Posted on 2023-04-20 Edited on 2025-08-06 In Torch , TF

将Pytorch卷积层权重转到Tensorflow中

上面刚刚说了在Pytorch的卷积层中，kernel weights存储格式是[kernel_number, kernel_channel, kernel_height, kernel_width]，但在Tensorflow的卷积层中kernel weights存储格式是[kernel_height, kernel_width, kernel_channel, kernel_number]。还有就是在卷积层中如果使用了bias那么bias weights是不需要处理的，因为卷积的bias weights只有一个维度，所以Pytorch和Tensorflow中存储的格式是一样的（后面测试也能验证这个结论）。在下面代码中：

分别使用Pytorch和Tensorflow的Keras模块创建了卷积层
获取Pytorch创建卷积层的kernel weight以及bias weight
使用numpy对kernel weight的进行transpose处理
将转换后的权重载入到tensorflow的卷积层中
将之前创建的数据分别传入Pytorch和Tensorflow的卷积层中进行正向传播
再使用numpy对Pytorch得到的结果进行transpose处理（保证和tensorflow输出的结果Tensor格式一致）
对比两者输出的结果是否一致

def conv_test(torch_image, tf_image):
    """
    测试转换权重后pytorch的卷积层和tensorflow的卷积层输出是否一致
    :param torch_image:
    :param tf_image:
    :return:
    """
    # 创建pytorch卷积层
    torch_conv = nn.Conv2d(in_channels=3, out_channels=32, kernel_size=3, padding=1)
    # [kernel_number, kernel_channel, kernel_height, kernel_width]
    # 卷积层的weights
    torch_conv_weight = torch_conv.weight
    # 卷积层的bias
    torch_conv_bias = torch_conv.bias

    # 创建tensorflow卷积层
    tf_conv = tf.keras.layers.Conv2D(filters=32, kernel_size=3, padding='same')
    tf_conv.build([1, 5, 5, 3])
    # 将pytorch的卷积层权重进行转换并载入tf的卷积层中
    # to [kernel_height, kernel_width, kernel_channel, kernel_number]
    value = np.transpose(torch_conv_weight.detach().numpy(), (2, 3, 1, 0)).astype(np.float32)
    tf_conv.set_weights([value, torch_conv_bias.detach().numpy()])

    # 计算pytorch卷积层的输出
    # [B, C, H, W]
    v1 = torch_conv(torch_image).detach().numpy()
    v1 = np.squeeze(v1, axis=0)
    # [H, W, C]
    v1 = np.transpose(v1, (1, 2, 0))

    # 计算tensorflow卷积层的输出
    # [B, H, W, C]
    v2 = tf_conv(tf_image).numpy()
    # [H, W, C]
    v2 = np.squeeze(v2, axis=0)

    # 检查pytorch和tensorflow的输出结果是否一致
    np.testing.assert_allclose(v1, v2, rtol=1e-03, atol=1e-05)
    print("convolution layer test is great!")

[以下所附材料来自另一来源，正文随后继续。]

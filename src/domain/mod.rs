pub mod board;
pub mod filter;
pub mod stats;
pub mod task;

pub use board::{Board, Column, ColumnId};
pub use filter::{filter_tasks, tasks_by_due_date, TaskFilter};
pub use stats::{BoardStats, CategoryBreakdown, PriorityBreakdown};
pub use task::{Category, Priority, Task, TaskId};
use chrono::{DateTime, NaiveDate, Utc};
use serde::{Deserialize, Serialize};
use std::fmt;
use uuid::Uuid;

/// Unique identifier for a task (e.g., task-9b1deb4d-3b7d-4bad-9bdd-2b0d7b3dcb6d)
#[derive(Debug, Clone, PartialEq, Eq, Hash, Serialize, Deserialize)]
pub struct TaskId(String);

impl TaskId {
    const PREFIX: &'static str = "task";

    /// Generates a fresh random id
    pub fn generate() -> Self {
        Self(format!("{}-{}", Self::PREFIX, Uuid::new_v4()))
    }

    /// Wraps an existing id string
    pub fn new(id: impl Into<String>) -> Self {
        Self(id.into())
    }

    /// Returns the string representation
    pub fn as_str(&self) -> &str {
        &self.0
    }
}

impl fmt::Display for TaskId {
    fn fmt(&self, f: &mut fmt::Formatter<'_>) -> fmt::Result {
        write!(f, "{}", self.0)
    }
}

/// Category of a task
#[derive(Debug, Clone, Copy, PartialEq, Eq, Hash, Serialize, Deserialize)]
#[serde(rename_all = "lowercase")]
pub enum Category {
    Feature,
    Bug,
    Task,
    Improvement,
}

impl fmt::Display for Category {
    fn fmt(&self, f: &mut fmt::Formatter<'_>) -> fmt::Result {
        match self {
            Self::Feature => write!(f, "feature"),
            Self::Bug => write!(f, "bug"),
            Self::Task => write!(f, "task"),
            Self::Improvement => write!(f, "improvement"),
        }
    }
}

/// Priority of a task
#[derive(Debug, Clone, Copy, PartialEq, Eq, Hash, Serialize, Deserialize)]
#[serde(rename_all = "lowercase")]
pub enum Priority {
    Low,
    Medium,
    High,
}

impl fmt::Display for Priority {
    fn fmt(&self, f: &mut fmt::Formatter<'_>) -> fmt::Result {
        match self {
            Self::Low => write!(f, "low"),
            Self::Medium => write!(f, "medium"),
            Self::High => write!(f, "high"),
        }
    }
}

/// A kanban task
#[derive(Debug, Clone, PartialEq, Serialize, Deserialize)]
#[serde(rename_all = "camelCase")]
pub struct Task {
    pub id: TaskId,
    pub title: String,
    pub description: String,
    pub category: Category,
    pub priority: Priority,
    pub due_date: NaiveDate,
    pub created_at: DateTime<Utc>,
}

impl Task {
    /// Creates a new task with a fresh id and the current creation time
    pub fn new(
        title: impl Into<String>,
        description: impl Into<String>,
        category: Category,
        priority: Priority,
        due_date: NaiveDate,
    ) -> Self {
        Self {
            id: TaskId::generate(),
            title: title.into(),
            description: description.into(),
            category,
            priority,
            due_date,
            created_at: Utc::now(),
        }
    }

    /// Returns a copy with the mutable fields replaced.
    ///
    /// `id` and `created_at` are preserved.
    pub fn with_details(
        &self,
        title: impl Into<String>,
        description: impl Into<String>,
        category: Category,
        priority: Priority,
        due_date: NaiveDate,
    ) -> Self {
        Self {
            id: self.id.clone(),
            title: title.into(),
            description: description.into(),
            category,
            priority,
            due_date,
            created_at: self.created_at,
        }
    }
}
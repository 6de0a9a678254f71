use crate::{domain::Board, error::Result, storage::Storage};
use async_trait::async_trait;
use std::sync::{Mutex, MutexGuard, PoisonError};

/// In-memory storage holding the serialized snapshot in a single slot.
///
/// The equivalent of an environment-provided key-value slot; also the
/// backend of choice for tests and ephemeral sessions.
#[derive(Debug, Default)]
pub struct MemoryStorage {
    slot: Mutex<Option<String>>,
}

impl MemoryStorage {
    /// Creates an empty slot
    pub fn new() -> Self {
        Self::default()
    }

    /// Creates a slot pre-populated with raw contents, valid or not
    pub fn with_contents(contents: impl Into<String>) -> Self {
        Self {
            slot: Mutex::new(Some(contents.into())),
        }
    }

    /// Returns a copy of the raw slot contents
    pub fn contents(&self) -> Option<String> {
        self.lock().clone()
    }

    fn lock(&self) -> MutexGuard<'_, Option<String>> {
        self.slot.lock().unwrap_or_else(PoisonError::into_inner)
    }
}

#[async_trait]
impl Storage for MemoryStorage {
    async fn load_board(&self) -> Result<Option<Board>> {
        let contents = self.lock().clone();
        match contents {
            Some(json) => Ok(Some(serde_json::from_str(&json)?)),
            None => Ok(None),
        }
    }

    async fn save_board(&self, board: &Board) -> Result<()> {
        let json = serde_json::to_string(board)?;
        *self.lock() = Some(json);
        Ok(())
    }
}
pub mod calendar_service;
pub mod chart_service;
pub mod dashboard_service;
pub mod report_service;
pub mod settlement_service;
pub mod trading_day_service;
use serde::Deserialize;
use thiserror::Error;

/// Body of the futures settlements endpoint
#[derive(Debug, Clone, Deserialize)]
#[serde(rename_all = "camelCase")]
pub struct SettlementsResponse {
    /// Absent when the upstream schema changes; callers must treat that as fatal
    pub settlements: Option<Vec<RawSettlement>>,
    pub trade_date: Option<String>,
    #[serde(default)]
    pub empty: bool,
}

/// One row exactly as published, every value still a string
#[derive(Debug, Clone, Deserialize)]
#[serde(rename_all = "camelCase")]
pub struct RawSettlement {
    pub month: String,
    #[serde(default)]
    pub settle: Option<String>,
    #[serde(default)]
    pub volume: Option<String>,
    #[serde(default)]
    pub open_interest: Option<String>,
}

/// Transport-level failures talking to the settlements endpoint
#[derive(Debug, Clone, Error)]
pub enum ApiError {
    #[error("Forbidden: {0}")]
    Forbidden(String),
    #[error("Not Found: {0}")]
    NotFound(String),
    #[error("Rate Limited: {0}")]
    RateLimited(String),
    #[error("Server Error ({0}): {1}")]
    ServerError(u16, String),
    #[error("HTTP Error ({0}): {1}")]
    HttpError(u16, String),
    #[error("Request timed out after {0}s")]
    Timeout(u64),
    #[error("Request Error: {0}")]
    RequestError(String),
    #[error("Deserialization Error: {0}")]
    DeserializationError(String),
}

#[cfg(test)]
mod tests {
    use super::*;

    #[test]
    fn test_response_deserializes_with_extra_fields() {
        let body = r#"{
            "settlements": [
                {"month": "FEB 24", "open": "72.10", "settle": "73.81", "volume": "301,542", "openInterest": "301,411"},
                {"month": "Total", "settle": "", "volume": "1,088,110", "openInterest": "1,724,012"}
            ],
            "updateTime": "Friday, 05 Jan 2024 06:00 PM CT",
            "tradeDate": "01/05/2024",
            "empty": false
        }"#;
        let parsed: SettlementsResponse = serde_json::from_str(body).unwrap();
        let rows = parsed.settlements.unwrap();
        assert_eq!(rows.len(), 2);
        assert_eq!(rows[0].settle.as_deref(), Some("73.81"));
        assert_eq!(rows[1].open_interest.as_deref(), Some("1,724,012"));
        assert_eq!(parsed.trade_date.as_deref(), Some("01/05/2024"));
    }

    #[test]
    fn test_missing_settlements_field_is_none() {
        let parsed: SettlementsResponse = serde_json::from_str(r#"{"tradeDate": "01/05/2024"}"#).unwrap();
        assert!(parsed.settlements.is_none());
        assert!(!parsed.empty);
    }
}
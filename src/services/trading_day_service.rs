use chrono::{Datelike, Duration, NaiveDate, Weekday};
use thiserror::Error;
use tracing::debug;

use crate::models::TradingDay;
use crate::services::calendar_service::HolidayCalendar;

/// Longest run of non-trading days the resolver will walk through
pub const MAX_LOOKBACK_DAYS: i64 = 31;

#[derive(Debug, Error)]
pub enum CalendarError {
    #[error("no trading day found in the {days} days before {reference}; holiday calendar looks malformed")]
    NoTradingDay { reference: NaiveDate, days: i64 },
}

fn is_weekend(date: NaiveDate) -> bool {
    matches!(date.weekday(), Weekday::Sat | Weekday::Sun)
}

/// Check whether `date` is a weekday the calendar does not list as a holiday
pub fn is_trading_day<C: HolidayCalendar + ?Sized>(date: NaiveDate, calendar: &C) -> bool {
    !is_weekend(date) && !calendar.is_holiday(date)
}

/// Most recent trading day strictly before `reference_date`
pub fn resolve_last_trading_day<C: HolidayCalendar + ?Sized>(
    reference_date: NaiveDate,
    calendar: &C,
) -> Result<TradingDay, CalendarError> {
    for back in 1..=MAX_LOOKBACK_DAYS {
        let candidate = reference_date - Duration::days(back);
        if is_trading_day(candidate, calendar) {
            debug!("Resolved {} as the last trading day before {}", candidate, reference_date);
            return Ok(TradingDay::new(candidate));
        }
    }

    Err(CalendarError::NoTradingDay {
        reference: reference_date,
        days: MAX_LOOKBACK_DAYS,
    })
}
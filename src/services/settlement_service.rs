use chrono::NaiveDate;
use std::collections::HashSet;
use thiserror::Error;
use tracing::{debug, info, warn};

use crate::api::cme::{ApiError, CmeClient, RawSettlement, SettlementsResponse};
use crate::models::{ContractMonth, Instrument, InstrumentTable, SettlementRow, SettlementSnapshot, TradingDay};

/// Why one instrument's pull failed
#[derive(Debug, Error)]
pub enum SettlementErrorKind {
    #[error(transparent)]
    Api(#[from] ApiError),
    #[error("response has no `settlements` field")]
    MissingSettlements,
    #[error("feed published no settlements for this date")]
    EmptyFeed,
    #[error("unexpected feed shape: {0}")]
    SchemaDrift(String),
}

/// A failed pull, tagged with the instrument it belongs to
#[derive(Debug, Error)]
#[error("{instrument} settlements unavailable: {kind}")]
pub struct SettlementError {
    pub instrument: Instrument,
    pub kind: SettlementErrorKind,
}

impl SettlementError {
    fn new(instrument: Instrument, kind: impl Into<SettlementErrorKind>) -> Self {
        Self {
            instrument,
            kind: kind.into(),
        }
    }
}

/// Rewrite the feed's July spelling to the standard abbreviation
///
/// Idempotent: already-standard labels come back unchanged apart from
/// whitespace and case.
pub fn normalize_month_label(raw: &str) -> String {
    raw.trim().to_uppercase().replace("JLY", "JUL")
}

/// Parse a normalized `MON YY` label; the year is always taken as 20YY
pub fn parse_contract_month(label: &str) -> Option<ContractMonth> {
    let mut parts = label.split_whitespace();
    let (abbrev, year) = (parts.next()?, parts.next()?);
    if parts.next().is_some() || abbrev.len() != 3 || year.len() != 2 {
        return None;
    }

    let month = abbrev.parse::<chrono::Month>().ok()?;
    let yy: i32 = year.parse().ok()?;
    ContractMonth::new(2000 + yy, month.number_from_month())
}

/// Parse a settle string; blanks, dashes and anything non-numeric give `None`
pub fn parse_settle(raw: &str) -> Option<f64> {
    let cleaned: String = raw.trim().chars().filter(|c| *c != ',').collect();
    if cleaned.is_empty() {
        return None;
    }
    cleaned.parse::<f64>().ok().filter(|v| v.is_finite())
}

/// Turn one raw settlement sheet into a normalized table
///
/// The feed always appends a summary record after the contract rows. It is
/// dropped here, but only after checking it is not itself a contract month,
/// so a format change fails the pull instead of losing the last contract.
pub fn normalize_settlements(
    instrument: Instrument,
    raw_rows: &[RawSettlement],
) -> Result<InstrumentTable, SettlementError> {
    let (summary, data_rows) = raw_rows
        .split_last()
        .ok_or_else(|| SettlementError::new(instrument, SettlementErrorKind::EmptyFeed))?;

    if parse_contract_month(&normalize_month_label(&summary.month)).is_some() {
        return Err(SettlementError::new(
            instrument,
            SettlementErrorKind::SchemaDrift(format!(
                "trailing row '{}' is a contract month, not a summary record",
                summary.month
            )),
        ));
    }
    debug!(
        "{}: dropping summary row '{}' (volume {:?}, open interest {:?})",
        instrument, summary.month, summary.volume, summary.open_interest
    );

    let mut seen = HashSet::with_capacity(data_rows.len());
    let mut rows = Vec::with_capacity(data_rows.len());

    for raw in data_rows {
        let label = normalize_month_label(&raw.month);
        let contract_month = parse_contract_month(&label).ok_or_else(|| {
            SettlementError::new(
                instrument,
                SettlementErrorKind::SchemaDrift(format!("unparseable contract month '{}'", raw.month)),
            )
        })?;

        if !seen.insert(contract_month) {
            return Err(SettlementError::new(
                instrument,
                SettlementErrorKind::SchemaDrift(format!("duplicate contract month '{}'", raw.month)),
            ));
        }

        let settlement_price = raw.settle.as_deref().and_then(parse_settle);
        if settlement_price.is_none() {
            debug!("{}: no usable settle for {} ({:?})", instrument, contract_month, raw.settle);
        }

        rows.push(SettlementRow {
            contract_month,
            settlement_price,
        });
    }

    Ok(InstrumentTable { instrument, rows })
}

fn rows_from_response(
    instrument: Instrument,
    response: SettlementsResponse,
) -> Result<Vec<RawSettlement>, SettlementError> {
    match response.settlements {
        Some(rows) if rows.is_empty() => Err(SettlementError::new(instrument, SettlementErrorKind::EmptyFeed)),
        Some(rows) => Ok(rows),
        None if response.empty => Err(SettlementError::new(instrument, SettlementErrorKind::EmptyFeed)),
        None => Err(SettlementError::new(instrument, SettlementErrorKind::MissingSettlements)),
    }
}

/// Pull and normalize a single instrument
pub async fn fetch_instrument(
    client: &CmeClient,
    instrument: Instrument,
    trading_day: TradingDay,
) -> Result<InstrumentTable, SettlementError> {
    debug!(
        "Fetching {} settlements (product {}) for {}",
        instrument,
        instrument.product_id(),
        trading_day
    );

    let response = client
        .get_settlements(instrument.product_id(), trading_day)
        .await
        .map_err(|e| SettlementError::new(instrument, e))?;

    if let Some(echoed) = response.trade_date.as_deref() {
        let same_day = NaiveDate::parse_from_str(echoed.trim(), "%m/%d/%Y")
            .map(|date| date == trading_day.date())
            .unwrap_or(false);
        if !same_day {
            warn!("{}: requested {} but feed answered for {}", instrument, trading_day.query_format(), echoed);
        }
    }

    let raw_rows = rows_from_response(instrument, response)?;
    let table = normalize_settlements(instrument, &raw_rows)?;

    info!(
        "{}: {} contract months ({} priced) for {}",
        instrument,
        table.rows.len(),
        table.priced_rows(),
        trading_day
    );
    Ok(table)
}

/// Pull every tracked instrument for `trading_day`, one after another
///
/// The first failure aborts the pull; no partial snapshot is returned.
pub async fn fetch_settlements(
    client: &CmeClient,
    trading_day: TradingDay,
) -> Result<SettlementSnapshot, SettlementError> {
    let mut tables = Vec::with_capacity(Instrument::ALL.len());
    for instrument in Instrument::ALL {
        tables.push(fetch_instrument(client, instrument, trading_day).await?);
    }

    Ok(SettlementSnapshot { trading_day, tables })
}
//! Settlement tables and the combined dataset handed to rendering

use chrono::NaiveDate;
use std::collections::BTreeSet;
use std::fmt;

use super::instrument::{ChartAxis, Instrument};
use super::trading_day::TradingDay;

/// Delivery month of one futures contract
#[derive(Debug, Clone, Copy, PartialEq, Eq, PartialOrd, Ord, Hash)]
pub struct ContractMonth {
    year: i32,
    month: u32,
}

impl ContractMonth {
    pub fn new(year: i32, month: u32) -> Option<Self> {
        if (1..=12).contains(&month) {
            Some(ContractMonth { year, month })
        } else {
            None
        }
    }

    /// First calendar day of the month, the point plotted on the time axis
    pub fn first_day(&self) -> Option<NaiveDate> {
        NaiveDate::from_ymd_opt(self.year, self.month, 1)
    }
}

impl fmt::Display for ContractMonth {
    fn fmt(&self, f: &mut fmt::Formatter<'_>) -> fmt::Result {
        match self.first_day() {
            Some(date) => write!(f, "{}", date.format("%b %Y")),
            None => write!(f, "{:04}-{:02}", self.year, self.month),
        }
    }
}

/// One normalized settlement; `None` price means the feed had no usable value
#[derive(Debug, Clone, PartialEq)]
pub struct SettlementRow {
    pub contract_month: ContractMonth,
    pub settlement_price: Option<f64>,
}

/// Normalized rows for a single instrument
#[derive(Debug, Clone)]
pub struct InstrumentTable {
    pub instrument: Instrument,
    pub rows: Vec<SettlementRow>,
}

impl InstrumentTable {
    pub fn priced_rows(&self) -> usize {
        self.rows.iter().filter(|r| r.settlement_price.is_some()).count()
    }
}

/// Everything pulled for one trading day
#[derive(Debug, Clone)]
pub struct SettlementSnapshot {
    pub trading_day: TradingDay,
    pub tables: Vec<InstrumentTable>,
}

impl SettlementSnapshot {
    /// Trading day as `YYYY-MM-DD`
    pub fn label(&self) -> String {
        self.trading_day.label()
    }

    pub fn table(&self, instrument: Instrument) -> Option<&InstrumentTable> {
        self.tables.iter().find(|t| t.instrument == instrument)
    }

    /// Concatenate every table, tagging each row with its instrument
    pub fn combine(&self) -> CombinedDataset {
        let rows = self
            .tables
            .iter()
            .flat_map(|table| {
                table.rows.iter().map(move |row| CombinedRow {
                    instrument: table.instrument,
                    contract_month: row.contract_month,
                    settlement_price: row.settlement_price,
                })
            })
            .collect();

        CombinedDataset {
            trade_date: self.label(),
            rows,
        }
    }
}

#[derive(Debug, Clone, PartialEq)]
pub struct CombinedRow {
    pub instrument: Instrument,
    pub contract_month: ContractMonth,
    pub settlement_price: Option<f64>,
}

/// All instruments' rows in one table, built fresh per run
#[derive(Debug, Clone)]
pub struct CombinedDataset {
    pub trade_date: String,
    pub rows: Vec<CombinedRow>,
}

impl CombinedDataset {
    pub fn len(&self) -> usize {
        self.rows.len()
    }

    pub fn is_empty(&self) -> bool {
        self.rows.is_empty()
    }

    pub fn for_instrument(&self, instrument: Instrument) -> impl Iterator<Item = &CombinedRow> {
        self.rows.iter().filter(move |r| r.instrument == instrument)
    }

    /// Instruments present in the dataset, in first-seen order
    pub fn instruments(&self) -> Vec<Instrument> {
        let mut seen = Vec::new();
        for row in &self.rows {
            if !seen.contains(&row.instrument) {
                seen.push(row.instrument);
            }
        }
        seen
    }

    pub fn priced_points(&self) -> usize {
        self.rows.iter().filter(|r| r.settlement_price.is_some()).count()
    }

    /// Sorted, de-duplicated contract months across every instrument
    pub fn months(&self) -> Vec<ContractMonth> {
        self.rows
            .iter()
            .map(|r| r.contract_month)
            .collect::<BTreeSet<_>>()
            .into_iter()
            .collect()
    }

    pub fn price(&self, instrument: Instrument, month: ContractMonth) -> Option<f64> {
        self.rows
            .iter()
            .find(|r| r.instrument == instrument && r.contract_month == month)
            .and_then(|r| r.settlement_price)
    }

    /// Min and max price of the instruments plotted on `axis`
    pub fn price_bounds(&self, axis: ChartAxis) -> Option<(f64, f64)> {
        self.rows
            .iter()
            .filter(|r| r.instrument.axis() == axis)
            .filter_map(|r| r.settlement_price)
            .fold(None, |acc, price| match acc {
                None => Some((price, price)),
                Some((lo, hi)) => Some((lo.min(price), hi.max(price))),
            })
    }
}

将Pytorch DW卷积层权重转到Tensorflow中

在Pytorch的dw卷积层中，dw kernel weights存储格式是[kernel_number, kernel_channel, kernel_height, kernel_width]，但在Tensorflow的dw卷积层中dw kernel weights存储格式是[kernel_height, kernel_width, kernel_number, kernel_channel]（注意这里最后两个维度和卷积层有些差异）。同样在dw卷积层中如果使用了bias那么dw bias weights是不需要处理的。
在下面代码中：

分别使用Pytorch和Tensorflow的Keras模块创建了dw卷积层
获取Pytorch创建dw卷积层的dw kernel weight以及dw bias weight
使用numpy对dw kernel weight的进行transpose处理
将转换后的权重载入到tensorflow的dw卷积层中
将之前创建的数据分别传入Pytorch和Tensorflow的dw卷积层中进行正向传播
再使用numpy对Pytorch得到的结果进行transpose处理（保证和tensorflow输出的结果Tensor格式一致）
对比两者输出的结果是否一致

def dw_conv_test(torch_image, tf_image):
    """
    测试转换权重后pytorch的dw卷积层和tensorflow的dw卷积层输出是否一致
    :param torch_image:
    :param tf_image:
    :return:
    """
    # 创建pytorch的dw卷积层
    torch_conv = nn.Conv2d(in_channels=3, out_channels=3, kernel_size=3, padding=1, groups=3)
    # [kernel_number, kernel_channel, kernel_height, kernel_width]
    # dw卷积层的weights
    torch_conv_weight = torch_conv.weight
    # dw卷积层的bias
    torch_conv_bias = torch_conv.bias

    # 创建tensorflow的dw卷积层
    tf_conv = tf.keras.layers.DepthwiseConv2D(kernel_size=3, padding='same')
    tf_conv.build([1, 5, 5, 3])
    # 将pytorch的dw卷积层权重进行转换并载入tf的dw卷积层中
    # to [kernel_height, kernel_width, kernel_number, kernel_channel]
    value = np.transpose(torch_conv_weight.detach().numpy(), (2, 3, 0, 1)).astype(np.float32)
    tf_conv.set_weights([value, torch_conv_bias.detach().numpy()])

    # 计算pytorch卷积层的输出
    # [B, C, H, W]
    v1 = torch_conv(torch_image).detach().numpy()
    v1 = np.squeeze(v1, axis=0)
    # [H, W, C]
    v1 = np.transpose(v1, (1, 2, 0))

    # 计算tensorflow卷积层的输出
    # [B, H, W, C]
    v2 = tf_conv(tf_image).numpy()
    # [H, W, C]
    v2 = np.squeeze(v2, axis=0)

    # 检查pytorch和tensorflow的输出结果是否一致
    np.testing.assert_allclose(v1, v2, rtol=1e-03, atol=1e-05)
    print("depthwise convolution layer test is great!")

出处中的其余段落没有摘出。